-- SUPPLIED MATERIAL follows --
// src/api/parser.rs
//! Turns raw HTTP bodies into wire types, mapping API errors into `AppError`.

use super::client::ApiResponse;
use super::responses::{ApiDescriptor, PrismicErrorBody, SearchPage};
use crate::constants::ERROR_BODY_PREVIEW_LENGTH;
use crate::error::{AppError, PrismicErrorCode};
use reqwest::StatusCode;

/// Parse any content API response.
pub fn parse_api_response<T>(result: ApiResponse<String>) -> Result<T, AppError>
where
    T: serde::de::DeserializeOwned,
{
    if result.status.is_success() {
        parse_success_body(&result.data, &result.url)
    } else {
        parse_error_body(&result.data, result.status, &result.url)
    }
}

fn parse_success_body<T>(body: &str, url: &str) -> Result<T, AppError>
where
    T: serde::de::DeserializeOwned,
{
    serde_json::from_str(body).map_err(|e| {
        log::error!("Failed to parse response from {}: {}", url, e);
        AppError::MalformedResponse(format!("{} (body: {})", e, preview(body)))
    })
}

fn parse_error_body<T>(body: &str, status: StatusCode, url: &str) -> Result<T, AppError> {
    if let Ok(error) = serde_json::from_str::<PrismicErrorBody>(body) {
        if let Some(code) = error.code() {
            return Err(AppError::PrismicService {
                code: PrismicErrorCode::from_api_response(code),
                message: error.message.clone().unwrap_or_else(|| code.to_string()),
                status,
            });
        }
    }

    Err(AppError::PrismicService {
        code: PrismicErrorCode::from_http_status(status.as_u16()),
        message: format!("HTTP {} from {}", status, url),
        status,
    })
}

fn preview(body: &str) -> String {
    if body.chars().count() > ERROR_BODY_PREVIEW_LENGTH {
        let head: String = body.chars().take(ERROR_BODY_PREVIEW_LENGTH).collect();
        format!("{}...", head)
    } else {
        body.to_string()
    }
}

/// Parse a page of search results.
pub fn parse_search_page(result: ApiResponse<String>) -> Result<SearchPage, AppError> {
    parse_api_response(result)
}

/// Parse the API root descriptor and pick its master ref.
pub fn parse_master_ref(result: ApiResponse<String>) -> Result<String, AppError> {
    let descriptor: ApiDescriptor = parse_api_response(result)?;
    descriptor
        .master_ref()
        .map(|r| r.reference.clone())
        .ok_or(AppError::MissingMasterRef)
}
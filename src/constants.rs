// src/constants.rs
//! Domain constants that define the operational boundaries of the system.

// ---------------------------------------------------------------------------
// Content API
// ---------------------------------------------------------------------------

/// Custom type holding the blog's posts.
pub const DEFAULT_DOCUMENT_TYPE: &str = "publication";

/// Posts per listing page. The blog shows one post and a "load more" control.
pub const DEFAULT_PAGE_SIZE: u32 = 1;

/// The content API refuses page sizes above 100.
pub const API_MAX_PAGE_SIZE: u32 = 100;

/// Listing order: most recently published first.
pub const LATEST_FIRST_ORDERING: &str = "[document.last_publication_date desc]";

/// Upper bound on pages followed when draining a whole listing.
pub const MAX_LISTING_PAGES: u32 = 500;

/// Environment variable holding the API endpoint.
pub const ENDPOINT_ENV_VAR: &str = "PRISMIC_API_ENDPOINT";

/// Environment variable holding the optional access token.
pub const ACCESS_TOKEN_ENV_VAR: &str = "PRISMIC_ACCESS_TOKEN";

// ---------------------------------------------------------------------------
// Static build
// ---------------------------------------------------------------------------

/// Posts rendered ahead of time when no prebuild list is given.
pub const DEFAULT_PREBUILT_POSTS: &[&str] = &["como-utilizar-hooks", "criando-um-app-cra-do-zero"];

/// Default output directory for the generated site.
pub const DEFAULT_OUT_DIR: &str = "public";

/// Reading speed used for the "N min" estimate on post pages.
pub const WORDS_PER_MINUTE: usize = 200;

/// Display format for publication dates (`25 mar 2021`).
pub const DISPLAY_DATE_FORMAT: &str = "%d %b %Y";

// ---------------------------------------------------------------------------
// Error display
// ---------------------------------------------------------------------------

/// Maximum characters shown when previewing unparseable response bodies.
pub const ERROR_BODY_PREVIEW_LENGTH: usize = 200;
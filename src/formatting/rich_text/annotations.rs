// src/formatting/rich_text/annotations.rs
//! HTML tags for inline spans and text escaping.

use crate::model::SpanKind;

/// Opening and closing markup for one span.
#[derive(Debug, Clone, PartialEq)]
pub struct SpanTags {
    pub open: String,
    pub close: &'static str,
}

/// Maps a span kind to its HTML tags.
///
/// Returns `None` for spans that carry no markup: unknown kinds and links
/// that resolve to no href.
pub fn span_tags(kind: &SpanKind) -> Option<SpanTags> {
    match kind {
        SpanKind::Strong => Some(SpanTags {
            open: "<strong>".to_string(),
            close: "</strong>",
        }),
        SpanKind::Em => Some(SpanTags {
            open: "<em>".to_string(),
            close: "</em>",
        }),
        SpanKind::Hyperlink(link) => {
            let href = link.href()?;
            let mut open = format!("<a href=\"{}\"", escape_attribute(&href));
            if let Some(target) = link.target.as_deref().filter(|t| !t.is_empty()) {
                open.push_str(&format!(
                    " target=\"{}\" rel=\"noopener\"",
                    escape_attribute(target)
                ));
            }
            open.push('>');
            Some(SpanTags { open, close: "</a>" })
        }
        SpanKind::Label(label) => Some(SpanTags {
            open: format!("<span class=\"{}\">", escape_attribute(label)),
            close: "</span>",
        }),
        SpanKind::Unknown { tag, .. } => {
            log::debug!("Unknown span type: {}", tag);
            None
        }
    }
}

/// Escapes text content and turns line breaks into `<br />`.
pub fn escape_text(text: &str) -> String {
    html_escape::encode_text(text).replace('\n', "<br />")
}

/// Escapes a value for use inside a double-quoted attribute.
pub fn escape_attribute(value: &str) -> String {
    html_escape::encode_double_quoted_attribute(value).into_owned()
}

#[cfg(test)]
mod tests {
    use super::*;
    use crate::model::LinkData;

    #[test]
    fn test_hyperlink_with_target() {
        let link = LinkData {
            target: Some("_blank".to_string()),
            ..LinkData::web("https://example.com/?a=1&b=2")
        };
        let tags = span_tags(&SpanKind::Hyperlink(link)).unwrap();
        assert_eq!(
            tags.open,
            "<a href=\"https://example.com/?a=1&amp;b=2\" target=\"_blank\" rel=\"noopener\">"
        );
        assert_eq!(tags.close, "</a>");
    }

    #[test]
    fn test_link_without_href_has_no_markup() {
        assert_eq!(span_tags(&SpanKind::Hyperlink(LinkData::default())), None);
        assert_eq!(
            span_tags(&SpanKind::Unknown {
                tag: "sparkle".to_string(),
                data: None
            }),
            None
        );
    }

    #[test]
    fn test_text_escaping() {
        assert_eq!(escape_text("a < b & c"), "a &lt; b &amp; c");
        assert_eq!(escape_text("linha 1\nlinha 2"), "linha 1<br />linha 2");
    }
}
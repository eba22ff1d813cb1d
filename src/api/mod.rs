// src/api/mod.rs
//! Content API interaction — the ability to read documents from a repository.
//!
//! Business logic depends on [`ContentRepository`], never on HTTP details.

pub mod client;
pub mod pagination;
pub mod parser;
pub mod responses;

use crate::constants::{LATEST_FIRST_ORDERING, MAX_LISTING_PAGES};
use crate::error::AppError;
use crate::types::{ContinuationRef, DocumentType, PostUid};
use responses::{RawDocument, SearchPage};

/// A "list" query: one page of documents of a type.
#[derive(Debug, Clone, PartialEq)]
pub struct ListQuery {
    pub document_type: DocumentType,
    pub page_size: u32,
    pub page: u32,
    pub orderings: Option<String>,
}

impl ListQuery {
    /// First page of `document_type`, most recently published first.
    pub fn latest_first(document_type: DocumentType, page_size: u32) -> Self {
        Self {
            document_type,
            page_size,
            page: 1,
            orderings: Some(LATEST_FIRST_ORDERING.to_string()),
        }
    }
}

/// The ability to read documents from a content repository.
#[async_trait::async_trait]
pub trait ContentRepository: Send + Sync {
    /// Runs a list query and returns the requested page.
    async fn query_by_type(&self, query: &ListQuery) -> Result<SearchPage, AppError>;

    /// Fetches the page a previous page pointed to.
    async fn fetch_continuation(&self, next: &ContinuationRef) -> Result<SearchPage, AppError>;

    /// Looks a document up by uid. `Ok(None)` means no such document.
    async fn get_by_uid(
        &self,
        document_type: &DocumentType,
        uid: &PostUid,
    ) -> Result<Option<RawDocument>, AppError>;

    /// Every document matching `query`, following continuations to the end.
    async fn list_all(&self, query: &ListQuery) -> Result<Vec<RawDocument>, AppError> {
        let result = pagination::fetch_all_pages(
            move |cursor| async move {
                match cursor {
                    None => self.query_by_type(query).await,
                    Some(next) => self.fetch_continuation(&next).await,
                }
            },
            Some(MAX_LISTING_PAGES),
        )
        .await?;

        if let Some(next) = &result.truncated_at {
            log::warn!(
                "Stopped listing after {} pages; more documents remain at {}",
                result.pages_fetched,
                next
            );
        }

        Ok(result.items)
    }
}

pub use client::PrismicHttpClient;
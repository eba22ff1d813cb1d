//! Projection of raw listing documents onto the summary shape.

use crate::api::responses::{RawDocument, SearchPage};
use crate::error::AppError;
use crate::model::{PostData, PostSummary, PublicationDate};
use crate::types::{ContinuationRef, PostUid};
use serde::Deserialize;

/// One normalized page of the listing.
#[derive(Debug, Clone, PartialEq, Default)]
pub struct ListingPage {
    pub results: Vec<PostSummary>,
    pub next_page: Option<ContinuationRef>,
}

/// Copies uid, publication date, title, subtitle and author; drops everything else.
pub fn normalize_summary(raw: &RawDocument) -> Result<PostSummary, AppError> {
    let uid = raw.uid.as_deref().ok_or_else(|| {
        AppError::MalformedResponse(format!("document {} has no uid", raw.id))
    })?;

    Ok(PostSummary {
        uid: PostUid::parse(uid)?,
        first_publication_date: raw
            .first_publication_date
            .as_deref()
            .map(PublicationDate::parse)
            .transpose()?,
        data: PostData::deserialize(&raw.data)?,
    })
}

/// Normalizes every record of a search page, keeping their order.
pub fn normalize_page(page: SearchPage) -> Result<ListingPage, AppError> {
    let next_page = page.continuation();
    let results = page
        .results
        .iter()
        .map(normalize_summary)
        .collect::<Result<Vec<_>, _>>()?;

    Ok(ListingPage { results, next_page })
}
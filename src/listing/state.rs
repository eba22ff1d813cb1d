use super::normalize::ListingPage;
use crate::model::PostSummary;
use crate::types::ContinuationRef;
use serde::{Deserialize, Deserializer, Serialize};

/// The listing as accumulated so far.
///
/// `results` only ever grows at the end; `next_page` is always the
/// continuation stated by the most recently fetched page.
#[derive(Debug, Clone, PartialEq, Default, Serialize, Deserialize)]
pub struct PaginationState {
    #[serde(default, deserialize_with = "optional_continuation")]
    pub next_page: Option<ContinuationRef>,
    #[serde(default)]
    pub results: Vec<PostSummary>,
}

/// A stored empty continuation reads back as "no more pages".
fn optional_continuation<'de, D>(deserializer: D) -> Result<Option<ContinuationRef>, D::Error>
where
    D: Deserializer<'de>,
{
    Ok(ContinuationRef::from_optional(Option::<String>::deserialize(
        deserializer,
    )?))
}

impl PaginationState {
    /// State seeded from the first page of the listing.
    pub fn from_initial(page: ListingPage) -> Self {
        Self {
            next_page: page.next_page,
            results: page.results,
        }
    }

    /// Old state + new page → new state.
    pub fn append_page(mut self, page: ListingPage) -> Self {
        self.results.extend(page.results);
        self.next_page = page.next_page;
        self
    }

    /// Whether another page can be requested.
    pub fn has_more(&self) -> bool {
        self.next_page.is_some()
    }

    pub fn len(&self) -> usize {
        self.results.len()
    }

    pub fn is_empty(&self) -> bool {
        self.results.is_empty()
    }
}

#[cfg(test)]
mod tests {
    use super::*;
    use crate::model::PostData;
    use crate::types::PostUid;

    fn summary(uid: &str) -> PostSummary {
        PostSummary {
            uid: PostUid::parse(uid).unwrap(),
            first_publication_date: None,
            data: PostData {
                title: uid.to_uppercase(),
                ..Default::default()
            },
        }
    }

    fn page(uids: &[&str], next: Option<&str>) -> ListingPage {
        ListingPage {
            results: uids.iter().map(|u| summary(u)).collect(),
            next_page: ContinuationRef::from_optional(next.map(str::to_string)),
        }
    }

    fn uids(state: &PaginationState) -> Vec<&str> {
        state.results.iter().map(|s| s.uid.as_str()).collect()
    }

    #[test]
    fn test_append_concatenates_in_call_order() {
        let state = PaginationState::from_initial(page(&["a"], Some("/page2")))
            .append_page(page(&["b", "c"], Some("/page3")))
            .append_page(page(&["d"], None));

        assert_eq!(uids(&state), vec!["a", "b", "c", "d"]);
        assert!(!state.has_more());
    }

    #[test]
    fn test_continuation_tracks_latest_page() {
        let state = PaginationState::from_initial(page(&["a"], Some("/page2")))
            .append_page(page(&["b"], Some("/page3")));

        assert_eq!(
            state.next_page.as_ref().map(ContinuationRef::as_str),
            Some("/page3")
        );
    }

    #[test]
    fn test_empty_page_still_updates_continuation() {
        let state = PaginationState::from_initial(page(&["a"], Some("/page2")))
            .append_page(page(&[], None));

        assert_eq!(uids(&state), vec!["a"]);
        assert_eq!(state.next_page, None);
    }

    #[test]
    fn test_serialized_shape_matches_listing_contract() {
        let state = PaginationState::from_initial(page(&["a"], Some("/page2")));
        let value = serde_json::to_value(&state).unwrap();

        assert_eq!(value["next_page"], "/page2");
        assert_eq!(value["results"][0]["uid"], "a");
    }

    #[test]
    fn test_deserialized_empty_continuation_is_absent() {
        for stored in [r#"{"next_page":"","results":[]}"#, r#"{"next_page":"  "}"#] {
            let state: PaginationState = serde_json::from_str(stored).unwrap();
            assert_eq!(state.next_page, None, "from {}", stored);
            assert!(!state.has_more());
        }

        let state: PaginationState =
            serde_json::from_str(r#"{"next_page":"/page2","results":[]}"#).unwrap();
        assert_eq!(
            state.next_page.as_ref().map(ContinuationRef::as_str),
            Some("/page2")
        );
    }
}
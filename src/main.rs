// src/main.rs

use anyhow::Context;
use clap::Parser;
use log::LevelFilter;
use log4rs::{
    append::console::{ConsoleAppender, Target},
    append::file::FileAppender,
    config::{Appender, Root},
    encode::pattern::PatternEncoder,
    filter::threshold::ThresholdFilter,
    Config,
};
use spacetraveling::{
    detail::resolve_post,
    execute_pipeline,
    output::{deliver_all, DeliveryTarget, OutputPlan, OutputReport},
    BuildSettings, CommandLineInput, ContentRepository, ListQuery, ListingAccumulator,
    PageRenderer, PrismicHttpClient, SiteCommand, SiteConfig, SiteContent, StaticSite,
};
use std::fs;
use std::sync::Arc;

/// Sets up logging configuration.
fn setup_logging(verbose: bool) -> anyhow::Result<()> {
    let log_level = if verbose {
        LevelFilter::Debug
    } else {
        LevelFilter::Warn
    };

    let log_file_path = std::env::temp_dir().join("spacetraveling.log");
    if let Some(parent) = log_file_path.parent() {
        fs::create_dir_all(parent)?;
    }

    let pattern = if verbose {
        "{d(%Y-%m-%d %H:%M:%S)} [{l}] - {m}{n}"
    } else {
        "{m}{n}"
    };

    // stdout carries command output (JSON, HTML), so logs go to stderr.
    let console_appender = ConsoleAppender::builder()
        .target(Target::Stderr)
        .encoder(Box::new(PatternEncoder::new(pattern)))
        .build();

    let file_appender = FileAppender::builder()
        .encoder(Box::new(PatternEncoder::new(
            "{d(%Y-%m-%d %H:%M:%S)} [{l}] - {m}{n}",
        )))
        .build(&log_file_path)?;

    let config = Config::builder()
        .appender(Appender::builder().build("console", Box::new(console_appender)))
        .appender(
            Appender::builder()
                .filter(Box::new(ThresholdFilter::new(LevelFilter::Debug)))
                .build("file", Box::new(file_appender)),
        )
        .build(
            Root::builder()
                .appender("console")
                .appender("file")
                .build(log_level),
        )?;

    log4rs::init_config(config)?;
    log::info!("Logging initialized. Log file: {}", log_file_path.display());
    Ok(())
}

fn repository(config: &SiteConfig) -> anyhow::Result<Arc<dyn ContentRepository>> {
    let client = PrismicHttpClient::new(config.endpoint.clone(), config.access_token.clone())?;
    Ok(Arc::new(client))
}

fn renderer(config: &SiteConfig) -> anyhow::Result<PageRenderer> {
    Ok(PageRenderer::new(config.template_dir.as_deref())?)
}

/// `build`: fetch → compose → deliver into the output directory.
async fn run_build(config: &SiteConfig, settings: &BuildSettings) -> anyhow::Result<()> {
    let site = StaticSite::new(
        repository(config)?,
        config.document_type.clone(),
        config.page_size,
        settings.clone(),
        renderer(config)?,
    );

    let (content, report) = execute_pipeline(&site)
        .await
        .context("static build failed")?;
    report_build(settings, &content, &report);
    Ok(())
}

fn report_build(settings: &BuildSettings, content: &SiteContent, report: &OutputReport) {
    for uid in &content.missing {
        eprintln!("⚠️  Post '{}' not found; no page generated.", uid);
    }

    let pages = report
        .completed
        .iter()
        .filter(|c| matches!(c.operation, DeliveryTarget::WriteFile { .. }))
        .count();
    println!(
        "✓ Wrote {} pages ({} listed posts, {} post pages) to {}",
        pages,
        content.listing.len(),
        content.posts.len(),
        settings.out_dir.display()
    );
}

/// `list`: the listing after `more` extra pages, as JSON.
async fn run_list(config: &SiteConfig, more: u32) -> anyhow::Result<()> {
    let query = ListQuery::latest_first(config.document_type.clone(), config.page_size);
    let accumulator = ListingAccumulator::load_initial(repository(config)?, &query).await?;
    accumulator.load_pages(more).await?;

    let state = accumulator.into_state();
    print(serde_json::to_string_pretty(&state)?)
}

/// `post`: one resolved post, as JSON or as its rendered page.
async fn run_post(config: &SiteConfig, uid: &spacetraveling::PostUid, html: bool) -> anyhow::Result<()> {
    let repository = repository(config)?;
    let post = resolve_post(repository.as_ref(), &config.document_type, uid).await?;

    let content = if html {
        renderer(config)?.render_post(&post)?.into_string()
    } else {
        serde_json::to_string_pretty(&post)?
    };
    print(content)
}

fn print(content: String) -> anyhow::Result<()> {
    deliver_all(OutputPlan::new().with_operation(DeliveryTarget::PrintToStdout { content }))?;
    Ok(())
}

#[tokio::main]
async fn main() -> anyhow::Result<()> {
    let cli = CommandLineInput::parse();

    setup_logging(cli.verbose).context("failed to initialize logging")?;

    let config = SiteConfig::resolve(cli)?;
    log::debug!(
        "Endpoint {}, document type '{}', page size {}, token {}",
        config.endpoint,
        config.document_type,
        config.page_size,
        config
            .access_token
            .as_ref()
            .map(|t| t.to_string())
            .unwrap_or_else(|| "none".to_string())
    );

    match &config.command {
        SiteCommand::Build(settings) => run_build(&config, settings).await,
        SiteCommand::List { more } => run_list(&config, *more).await,
        SiteCommand::Post { uid, html } => run_post(&config, uid, *html).await,
    }
}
-- SUPPLIED MATERIAL concluded --
WORK TO BE COMPLETED
Output the lines above exactly, but only those between the line holding "report_build(settings, &content, &report);" and the line holding "let state = accumulator.into_state();", inclusive.

WRITTEN ANSWER
    report_build(settings, &content, &report);
    Ok(())
}

fn report_build(settings: &BuildSettings, content: &SiteContent, report: &OutputReport) {
    for uid in &content.missing {
        eprintln!("⚠️  Post '{}' not found; no page generated.", uid);
    }

    let pages = report
        .completed
        .iter()
        .filter(|c| matches!(c.operation, DeliveryTarget::WriteFile { .. }))
        .count();
    println!(
        "✓ Wrote {} pages ({} listed posts, {} post pages) to {}",
        pages,
        content.listing.len(),
        content.posts.len(),
        settings.out_dir.display()
    );
}

/// `list`: the listing after `more` extra pages, as JSON.
async fn run_list(config: &SiteConfig, more: u32) -> anyhow::Result<()> {
    let query = ListQuery::latest_first(config.document_type.clone(), config.page_size);
    let accumulator = ListingAccumulator::load_initial(repository(config)?, &query).await?;
    accumulator.load_pages(more).await?;

    let state = accumulator.into_state();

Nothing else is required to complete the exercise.